When my daughter turned two, my son turned four and life became more enjoyable. It was like a sigh of relief after two years of chaos and managing sibling jealousy issues, potty training, nursing, sleep challenges for my oldest… but when she turned two it all seemed to get better. And I went from never wanting another baby, to needing one more.
After almost a year of convincing my husband how awesome it would be, we were almost there. Then we suffered loss after loss after challenge for a year and a half or so. It was one thing after the other and the dream of a tiny sweet baby, one more completing person for our family, was slipping away… lost in the darkness of constant rain. I didn’t know that we would ever get to where we are now… pregnant with baby #3.
Pregnancy number three has been a blessing.

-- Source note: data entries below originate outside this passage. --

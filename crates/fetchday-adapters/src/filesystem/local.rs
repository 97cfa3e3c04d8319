//! Local filesystem adapter using std::fs.

use std::io;
use std::path::{Path, PathBuf};

use fetchday_core::{
    application::{ApplicationError, ports::Filesystem},
    error::{FetchDayError, FetchDayResult},
};

/// Production filesystem implementation using `std::fs`.
#[derive(Debug, Clone, Copy)]
pub struct LocalFilesystem;

impl LocalFilesystem {
    /// Create a new local filesystem adapter.
    pub fn new() -> Self {
        Self
    }
}

impl Default for LocalFilesystem {
    fn default() -> Self {
        Self::new()
    }
}

impl Filesystem for LocalFilesystem {
    fn create_dir_all(&self, path: &Path) -> FetchDayResult<()> {
        std::fs::create_dir_all(path).map_err(|e| map_io_error(path, e, "create directory"))
    }

    fn write_file(&self, path: &Path, content: &[u8]) -> FetchDayResult<()> {
        std::fs::write(path, content).map_err(|e| map_io_error(path, e, "write file"))
    }

    fn read_to_string(&self, path: &Path) -> FetchDayResult<String> {
        std::fs::read_to_string(path).map_err(|e| map_io_error(path, e, "read file"))
    }

    fn exists(&self, path: &Path) -> bool {
        path.exists()
    }

    fn remove_file(&self, path: &Path) -> FetchDayResult<()> {
        std::fs::remove_file(path).map_err(|e| map_io_error(path, e, "remove file"))
    }

    fn list_dir(&self, path: &Path) -> FetchDayResult<Vec<PathBuf>> {
        let entries = std::fs::read_dir(path).map_err(|e| map_io_error(path, e, "list directory"))?;

        let mut paths = Vec::new();
        for entry in entries {
            let entry = entry.map_err(|e| map_io_error(path, e, "list directory"))?;
            let is_file = entry
                .file_type()
                .map_err(|e| map_io_error(&entry.path(), e, "inspect entry"))?
                .is_file();
            if is_file {
                paths.push(entry.path());
            }
        }
        Ok(paths)
    }
}

fn map_io_error(path: &Path, e: io::Error, operation: &str) -> FetchDayError {
    ApplicationError::FilesystemError {
        path: path.to_path_buf(),
        reason: format!("Failed to {}: {}", operation, e),
    }
    .into()
}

It’s almost as if this is where and when we are supposed to be, even if we had wanted to be here sooner. I have never felt so amazing while making a small person. Time is flying by with a six year old and four year old to play with. Having kids old enough to know what a baby is and be enthusiastic and so loving is a huge difference from having a 18 month old and wondering how they will feel with a new baby to take away the attention.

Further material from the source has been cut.